Your assignment
Your result should be the lines holding the word "visited", copied from the entries below.

[Saved entries]
▼
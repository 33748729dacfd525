// Copyright (c) 2025 Jonathan Fontanez
// SPDX-License-Identifier: BUSL-1.1

//! Client values to wire values.

use std::collections::HashSet;
use std::panic::Location;

use crate::callbacks::CallbackRegistry;
use crate::error::Result;
use crate::value::{ClientFunction, ErrorValue, Promise, Value};
use crate::wire::{ErrorPayload, PlainValue, WireMember, WireValue};

/// Marshal call arguments. Functions are registered with `callbacks`.
///
/// A container already being marshaled further up the same path is sent as
/// `null`; the same container reached along two separate paths is sent twice.
/// Functions created here on the caller's behalf are labelled with the
/// caller's location.
#[track_caller]
pub fn marshal_args(callbacks: &CallbackRegistry, args: &[Value]) -> Result<Vec<WireValue>> {
    let mut marshaler = Marshaler::new(callbacks, Location::caller());
    let marshaled = args
        .iter()
        .map(|arg| marshaler.marshal(arg))
        .collect::<Result<Vec<_>>>()?;
    tracing::trace!("Marshaler: marshaled {} arguments", marshaled.len());
    Ok(marshaled)
}

#[track_caller]
pub fn marshal_value(callbacks: &CallbackRegistry, value: &Value) -> Result<WireValue> {
    Marshaler::new(callbacks, Location::caller()).marshal(value)
}

struct Marshaler<'a> {
    callbacks: &'a CallbackRegistry,
    location: &'static Location<'static>,
    visited: HashSet<usize>,
}

impl<'a> Marshaler<'a> {
    fn new(callbacks: &'a CallbackRegistry, location: &'static Location<'static>) -> Self {
        Self {
            callbacks,
            location,
            visited: HashSet::new(),
        }
    }

    fn marshal(&mut self, value: &Value) -> Result<WireValue> {
        let wire = match value {
            Value::Image(image) => WireValue::Image {
                value: image.to_wire()?,
            },
            Value::Array(array) => {
                if !self.visited.insert(array.identity()) {
                    return Ok(WireValue::null());
                }
                let members = array
                    .to_vec()
                    .iter()
                    .map(|element| self.marshal(element))
                    .collect::<Result<Vec<_>>>();
                self.visited.remove(&array.identity());
                WireValue::Array { members: members? }
            }
            Value::Buffer(bytes) => WireValue::Buffer {
                value: bytes.clone(),
            },
            Value::Undefined => WireValue::plain(PlainValue::Undefined),
            Value::Null => WireValue::plain(PlainValue::Null),
            Value::Bool(b) => WireValue::plain(PlainValue::Bool(*b)),
            Value::Number(n) => WireValue::plain(PlainValue::Number(*n)),
            Value::String(s) => WireValue::plain(PlainValue::String(s.clone())),
            Value::Date(ms) => WireValue::plain(PlainValue::Date(*ms)),
            Value::RegExp { source, flags } => WireValue::plain(PlainValue::RegExp {
                source: source.clone(),
                flags: flags.clone(),
            }),
            Value::Error(error) => self.marshal_error(error)?,
            Value::Structured(json) => WireValue::plain(PlainValue::Json(json.clone())),
            Value::Promise(promise) => self.marshal_promise(promise),
            Value::Remote(remote) => WireValue::RemoteObject { id: remote.id() },
            Value::Method(method) => WireValue::RemoteObject {
                id: method.function().id(),
            },
            Value::Object(object) => {
                if !self.visited.insert(object.identity()) {
                    return Ok(WireValue::null());
                }
                let members = object
                    .entries()
                    .into_iter()
                    .map(|(name, value)| -> Result<WireMember> {
                        Ok(WireMember {
                            value: self.marshal(&value)?,
                            name,
                        })
                    })
                    .collect::<Result<Vec<_>>>();
                self.visited.remove(&object.identity());
                WireValue::Object {
                    name: object.class_name(),
                    members: members?,
                }
            }
            Value::Function(function) if function.returns_value() => {
                let result = match function.call(Vec::new()) {
                    Ok(result) => result,
                    Err(e) => {
                        tracing::warn!("Marshaler: value thunk at {} failed: {}", function.location(), e);
                        Value::Undefined
                    }
                };
                WireValue::FunctionWithReturnValue {
                    value: Box::new(self.marshal(&result)?),
                }
            }
            Value::Function(function) => self.marshal_function(function),
        };
        Ok(wire)
    }

    fn marshal_function(&self, function: &ClientFunction) -> WireValue {
        WireValue::Function {
            id: self.callbacks.register(function),
            location: Some(function.location()),
            length: function.arity(),
        }
    }

    fn marshal_error(&mut self, error: &ErrorValue) -> Result<WireValue> {
        let payload = ErrorPayload {
            name: error.name.clone(),
            message: error.message.clone(),
            stack: error.stack.clone(),
        };
        if error.properties.is_empty() {
            return Ok(WireValue::plain(PlainValue::Error(payload)));
        }
        let members = error
            .properties
            .iter()
            .map(|(name, value)| -> Result<WireMember> {
                Ok(WireMember {
                    name: name.clone(),
                    value: self.marshal(value)?,
                })
            })
            .collect::<Result<Vec<_>>>()?;
        Ok(WireValue::Error {
            value: payload,
            members,
        })
    }

    /// The host settles on the promise by calling `then(onFulfilled, onRejected)`.
    fn marshal_promise(&self, promise: &Promise) -> WireValue {
        let target = promise.clone();
        let then = ClientFunction::with_location(2, self.location, move |args| {
            let mut args = args.into_iter();
            let on_fulfilled = args.next().unwrap_or(Value::Undefined);
            let on_rejected = args.next().unwrap_or(Value::Undefined);
            target.then(
                move |value| settle("fulfillment", &on_fulfilled, value),
                move |reason| settle("rejection", &on_rejected, reason),
            );
            Ok(Value::Undefined)
        });
        WireValue::Promise {
            then: Box::new(self.marshal_function(&then)),
        }
    }
}

fn settle(outcome: &str, handler: &Value, value: Value) {
    if !handler.is_callable() {
        return;
    }
    if let Err(e) = handler.invoke(vec![value]) {
        tracing::warn!("Marshaler: delivering promise {} to host failed: {}", outcome, e);
    }
}
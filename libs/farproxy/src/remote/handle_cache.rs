// Copyright (c) 2025 Jonathan Fontanez
// SPDX-License-Identifier: BUSL-1.1

//! Weak `ObjectId -> RemoteObject` map for one context.

use std::collections::HashMap;
use std::sync::{Arc, Weak};

use parking_lot::Mutex;

use super::{RemoteObject, RemoteObjectInner};
use crate::ids::ObjectId;

/// Holds at most one live handle per host object id.
///
/// Slots are weak: the cache never keeps a handle alive. A handle removes
/// its own slot when dropped (see [`HandleCache::reclaim`]).
#[derive(Default)]
pub struct HandleCache {
    slots: Mutex<HashMap<ObjectId, Weak<RemoteObjectInner>>>,
}

impl HandleCache {
    pub fn new() -> Self {
        Self::default()
    }

    /// The live handle for `id`, if any. A dead slot is cleared on the way.
    pub fn get_or_null(&self, id: ObjectId) -> Option<RemoteObject> {
        let mut slots = self.slots.lock();
        let live = slots.get(&id).and_then(Weak::upgrade);
        match live {
            Some(inner) => Some(RemoteObject { inner }),
            None => {
                slots.remove(&id);
                None
            }
        }
    }

    /// Return the live handle for `id`, counting one more receipt of it, or
    /// build and cache a new one. Lookup and insert happen under one lock so
    /// two decoders racing on the same id agree on a single handle.
    pub(crate) fn get_or_insert_with<F>(&self, id: ObjectId, build: F) -> RemoteObject
    where
        F: FnOnce() -> RemoteObject,
    {
        let mut slots = self.slots.lock();
        if let Some(inner) = slots.get(&id).and_then(Weak::upgrade) {
            let handle = RemoteObject { inner };
            handle.note_received();
            tracing::trace!("HandleCache: hit for object {}", id);
            return handle;
        }

        let handle = build();
        slots.insert(id, Arc::downgrade(&handle.inner));
        handle
    }

    /// Called from a handle's destructor. Removes the slot only if it still
    /// points at the dropping handle; a newer handle for the same id may
    /// already have replaced it.
    pub(crate) fn reclaim(&self, id: ObjectId, dropping: *const RemoteObjectInner) -> bool {
        let mut slots = self.slots.lock();
        match slots.get(&id) {
            Some(slot) if std::ptr::eq(slot.as_ptr(), dropping) => {
                slots.remove(&id);
                true
            }
            _ => false,
        }
    }

    pub fn contains(&self, id: ObjectId) -> bool {
        self.get_or_null(id).is_some()
    }

    /// Number of slots, including any not yet cleared.
    pub fn len(&self) -> usize {
        self.slots.lock().len()
    }

    pub fn is_empty(&self) -> bool {
        self.len() == 0
    }

    pub fn clear(&self) {
        self.slots.lock().clear();
    }
}
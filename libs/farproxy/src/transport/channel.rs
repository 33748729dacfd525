// Copyright (c) 2025 Jonathan Fontanez
// SPDX-License-Identifier: BUSL-1.1

use std::collections::{BTreeMap, HashMap, HashSet, VecDeque};
use std::sync::atomic::{AtomicU64, Ordering};
use std::time::{Duration, Instant};

use crossbeam_channel::{Receiver, RecvTimeoutError, Sender, TryRecvError};
use parking_lot::Mutex;

use super::Transport;
use crate::error::{FarProxyError, Result};
use crate::ids::{ContextId, ObjectId, RequestId};
use crate::wire::codec;
use crate::wire::{ClientMessage, HostMessage, Notice, Push, Request, WireValue};

/// Host side of a [`ChannelTransport`]: frames from the client and a sender
/// for frames back to it.
pub struct HostLink {
    pub from_client: Receiver<Vec<u8>>,
    pub to_client: Sender<Vec<u8>>,
}

/// [`Transport`] over a pair of crossbeam byte channels carrying
/// MessagePack frames.
pub struct ChannelTransport {
    to_host: Sender<Vec<u8>>,
    from_host: Receiver<Vec<u8>>,
    next_request_id: AtomicU64,
    request_timeout: Option<Duration>,
    /// Serializes readers of `from_host`.
    reader: Mutex<()>,
    outstanding: Mutex<HashSet<RequestId>>,
    /// Responses read by one waiter on behalf of another.
    parked: Mutex<HashMap<RequestId, WireValue>>,
    /// Requests that timed out, with the context a late response belongs to.
    abandoned: Mutex<HashMap<RequestId, ContextId>>,
    pushes: Mutex<VecDeque<Push>>,
}

impl ChannelTransport {
    pub fn new(to_host: Sender<Vec<u8>>, from_host: Receiver<Vec<u8>>) -> Self {
        Self {
            to_host,
            from_host,
            next_request_id: AtomicU64::new(0),
            request_timeout: None,
            reader: Mutex::new(()),
            outstanding: Mutex::new(HashSet::new()),
            parked: Mutex::new(HashMap::new()),
            abandoned: Mutex::new(HashMap::new()),
            pushes: Mutex::new(VecDeque::new()),
        }
    }

    /// A connected client transport and the host's end of it.
    pub fn pair() -> (Self, HostLink) {
        let (to_host, from_client) = crossbeam_channel::unbounded();
        let (to_client, from_host) = crossbeam_channel::unbounded();
        (
            Self::new(to_host, from_host),
            HostLink {
                from_client,
                to_client,
            },
        )
    }

    /// Bound how long a blocking request waits. `None` waits forever.
    pub fn with_timeout(mut self, timeout: Option<Duration>) -> Self {
        self.request_timeout = timeout;
        self
    }

    fn send(&self, message: &ClientMessage) -> Result<()> {
        let frame = codec::encode(message)?;
        self.to_host
            .send(frame)
            .map_err(|_| FarProxyError::TransportClosed)
    }

    /// Route one frame. Returns the response if it belongs to `waiting_for`.
    fn route(&self, frame: &[u8], waiting_for: Option<RequestId>) -> Result<Option<WireValue>> {
        match codec::decode::<HostMessage>(frame)? {
            HostMessage::Response { request_id, value } => {
                if Some(request_id) == waiting_for {
                    return Ok(Some(value));
                }
                if self.outstanding.lock().contains(&request_id) {
                    tracing::trace!("ChannelTransport: parking response for request {}", request_id);
                    self.parked.lock().insert(request_id, value);
                } else if let Some(context_id) = self.abandoned.lock().remove(&request_id) {
                    self.release_late_response(request_id, context_id, &value);
                } else {
                    tracing::warn!(
                        "ChannelTransport: dropping stray {} response for request {}",
                        value.tag(),
                        request_id
                    );
                }
                Ok(None)
            }
            HostMessage::Push { push } => {
                self.pushes.lock().push_back(push);
                Ok(None)
            }
        }
    }

    /// The host retained every proxy in a response nobody will decode; give
    /// those references back.
    fn release_late_response(&self, request_id: RequestId, context_id: ContextId, value: &WireValue) {
        let mut proxies = BTreeMap::new();
        count_proxies(value, &mut proxies);
        tracing::warn!(
            "ChannelTransport: late {} response for request {}, releasing {} objects",
            value.tag(),
            request_id,
            proxies.len()
        );
        for (object_id, ref_count_delta) in proxies {
            let notice = Notice::Dereference {
                context_id: context_id.clone(),
                object_id,
                ref_count_delta,
            };
            if let Err(e) = self.send(&ClientMessage::Notice { notice }) {
                tracing::warn!("ChannelTransport: could not release object {}: {}", object_id, e);
            }
        }
    }

    fn await_response(&self, request_id: RequestId) -> Result<WireValue> {
        let deadline = self.request_timeout.map(|t| Instant::now() + t);
        loop {
            if let Some(value) = self.parked.lock().remove(&request_id) {
                return Ok(value);
            }

            let _reader = self.reader.lock();
            // Another waiter may have parked ours while we queued for the reader.
            if let Some(value) = self.parked.lock().remove(&request_id) {
                return Ok(value);
            }

            let frame = match deadline {
                Some(deadline) => match self.from_host.recv_deadline(deadline) {
                    Ok(frame) => frame,
                    Err(RecvTimeoutError::Timeout) => return Err(FarProxyError::Timeout(request_id)),
                    Err(RecvTimeoutError::Disconnected) => return Err(FarProxyError::TransportClosed),
                },
                None => self
                    .from_host
                    .recv()
                    .map_err(|_| FarProxyError::TransportClosed)?,
            };

            if let Some(value) = self.route(&frame, Some(request_id))? {
                return Ok(value);
            }
        }
    }
}

impl Transport for ChannelTransport {
    fn request(&self, request: Request) -> Result<WireValue> {
        let request_id = RequestId(self.next_request_id.fetch_add(1, Ordering::Relaxed) + 1);
        tracing::trace!("ChannelTransport: request {} {}", request_id, request.verb());

        let context_id = request.context_id().clone();
        self.outstanding.lock().insert(request_id);
        let result = self
            .send(&ClientMessage::Request {
                request_id,
                request,
            })
            .and_then(|()| self.await_response(request_id));
        self.outstanding.lock().remove(&request_id);
        if matches!(result, Err(FarProxyError::Timeout(_))) {
            self.abandoned.lock().insert(request_id, context_id);
        }
        result
    }

    fn notify(&self, notice: Notice) -> Result<()> {
        self.send(&ClientMessage::Notice { notice })
    }

    fn next_push(&self, timeout: Duration) -> Result<Option<Push>> {
        if let Some(push) = self.pushes.lock().pop_front() {
            return Ok(Some(push));
        }

        let deadline = Instant::now() + timeout;
        loop {
            // Released every frame so a waiting request can read its own response.
            let _reader = self.reader.lock();
            if let Some(push) = self.pushes.lock().pop_front() {
                return Ok(Some(push));
            }

            let frame = if timeout.is_zero() {
                match self.from_host.try_recv() {
                    Ok(frame) => frame,
                    Err(TryRecvError::Empty) => return Ok(None),
                    Err(TryRecvError::Disconnected) => return Err(FarProxyError::TransportClosed),
                }
            } else {
                match self.from_host.recv_deadline(deadline) {
                    Ok(frame) => frame,
                    Err(RecvTimeoutError::Timeout) => return Ok(None),
                    Err(RecvTimeoutError::Disconnected) => return Err(FarProxyError::TransportClosed),
                }
            };
            self.route(&frame, None)?;
        }
    }
}

fn count_proxies(value: &WireValue, counts: &mut BTreeMap<ObjectId, u32>) {
    match value {
        WireValue::Proxy(descriptor) => *counts.entry(descriptor.id).or_insert(0) += 1,
        WireValue::Array { members } => {
            for member in members {
                count_proxies(member, counts);
            }
        }
        WireValue::Object { members, .. } | WireValue::Error { members, .. } => {
            for member in members {
                count_proxies(&member.value, counts);
            }
        }
        WireValue::FunctionWithReturnValue { value } | WireValue::Exception { value } => {
            count_proxies(value, counts)
        }
        WireValue::Promise { then } => count_proxies(then, counts),
        _ => {}
    }
}
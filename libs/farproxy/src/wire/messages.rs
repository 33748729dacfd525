// Copyright (c) 2025 Jonathan Fontanez
// SPDX-License-Identifier: BUSL-1.1

//! The host verb set and the frames that carry it.

use serde::{Deserialize, Serialize};

use super::WireValue;
use crate::ids::{CallbackId, ContextId, ObjectId, RequestId};

/// Blocking requests. Every one is answered by exactly one [`HostMessage::Response`].
#[derive(Debug, Clone, PartialEq, Serialize, Deserialize)]
#[serde(tag = "verb", rename_all = "SCREAMING_SNAKE_CASE")]
pub enum Request {
    Require {
        context_id: ContextId,
        module: String,
        call_site: Option<String>,
    },
    GetBuiltin {
        context_id: ContextId,
        name: String,
        call_site: Option<String>,
    },
    Global {
        context_id: ContextId,
        name: String,
        call_site: Option<String>,
    },
    CurrentWindow {
        context_id: ContextId,
        call_site: Option<String>,
    },
    CurrentContextOwner {
        context_id: ContextId,
        call_site: Option<String>,
    },
    MemberGet {
        context_id: ContextId,
        object_id: ObjectId,
        name: String,
    },
    MemberSet {
        context_id: ContextId,
        object_id: ObjectId,
        name: String,
        value: WireValue,
    },
    MemberCall {
        context_id: ContextId,
        object_id: ObjectId,
        name: String,
        args: Vec<WireValue>,
    },
    MemberConstructor {
        context_id: ContextId,
        object_id: ObjectId,
        name: String,
        args: Vec<WireValue>,
    },
    FunctionCall {
        context_id: ContextId,
        object_id: ObjectId,
        args: Vec<WireValue>,
    },
    Constructor {
        context_id: ContextId,
        object_id: ObjectId,
        args: Vec<WireValue>,
    },
}

impl Request {
    pub fn context_id(&self) -> &ContextId {
        match self {
            Request::Require { context_id, .. }
            | Request::GetBuiltin { context_id, .. }
            | Request::Global { context_id, .. }
            | Request::CurrentWindow { context_id, .. }
            | Request::CurrentContextOwner { context_id, .. }
            | Request::MemberGet { context_id, .. }
            | Request::MemberSet { context_id, .. }
            | Request::MemberCall { context_id, .. }
            | Request::MemberConstructor { context_id, .. }
            | Request::FunctionCall { context_id, .. }
            | Request::Constructor { context_id, .. } => context_id,
        }
    }

    pub fn verb(&self) -> &'static str {
        match self {
            Request::Require { .. } => "REQUIRE",
            Request::GetBuiltin { .. } => "GET_BUILTIN",
            Request::Global { .. } => "GLOBAL",
            Request::CurrentWindow { .. } => "CURRENT_WINDOW",
            Request::CurrentContextOwner { .. } => "CURRENT_CONTEXT_OWNER",
            Request::MemberGet { .. } => "MEMBER_GET",
            Request::MemberSet { .. } => "MEMBER_SET",
            Request::MemberCall { .. } => "MEMBER_CALL",
            Request::MemberConstructor { .. } => "MEMBER_CONSTRUCTOR",
            Request::FunctionCall { .. } => "FUNCTION_CALL",
            Request::Constructor { .. } => "CONSTRUCTOR",
        }
    }
}

/// Fire-and-forget messages from client to host.
#[derive(Debug, Clone, PartialEq, Serialize, Deserialize)]
#[serde(tag = "verb", rename_all = "SCREAMING_SNAKE_CASE")]
pub enum Notice {
    /// The client dropped its handle; release `ref_count_delta` references.
    Dereference {
        context_id: ContextId,
        object_id: ObjectId,
        ref_count_delta: u32,
    },
    /// The whole context is going away; free everything tied to it.
    ContextRelease { context_id: ContextId },
    /// A push arrived for a context this client does not own.
    /// `request_id` is the id the misaddressed push carried.
    WrongContextError {
        context_id: ContextId,
        offending_context_id: ContextId,
        request_id: u64,
    },
}

/// Asynchronous host-to-client deliveries.
#[derive(Debug, Clone, PartialEq, Serialize, Deserialize)]
#[serde(tag = "verb", rename_all = "SCREAMING_SNAKE_CASE")]
pub enum Push {
    /// Invoke a registered callback. `args` is an `array` wire value.
    Callback {
        context_id: ContextId,
        callback_id: CallbackId,
        args: WireValue,
    },
    /// The host will never invoke this callback again.
    ReleaseCallback {
        context_id: ContextId,
        callback_id: CallbackId,
    },
}

impl Push {
    pub fn context_id(&self) -> &ContextId {
        match self {
            Push::Callback { context_id, .. } | Push::ReleaseCallback { context_id, .. } => {
                context_id
            }
        }
    }

    pub fn callback_id(&self) -> CallbackId {
        match self {
            Push::Callback { callback_id, .. } | Push::ReleaseCallback { callback_id, .. } => {
                *callback_id
            }
        }
    }
}

#[derive(Debug, Clone, PartialEq, Serialize, Deserialize)]
#[serde(tag = "message", rename_all = "kebab-case")]
pub enum ClientMessage {
    Request {
        request_id: RequestId,
        request: Request,
    },
    Notice {
        notice: Notice,
    },
}

#[derive(Debug, Clone, PartialEq, Serialize, Deserialize)]
#[serde(tag = "message", rename_all = "kebab-case")]
pub enum HostMessage {
    /// Correlated by `request_id`, never by arrival order.
    Response {
        request_id: RequestId,
        value: WireValue,
    },
    Push {
        push: Push,
    },
}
▲
Task answer
    visited: HashSet<usize>,
            visited: HashSet::new(),
                if !self.visited.insert(array.identity()) {
                self.visited.remove(&array.identity());
                if !self.visited.insert(object.identity()) {
                self.visited.remove(&object.identity());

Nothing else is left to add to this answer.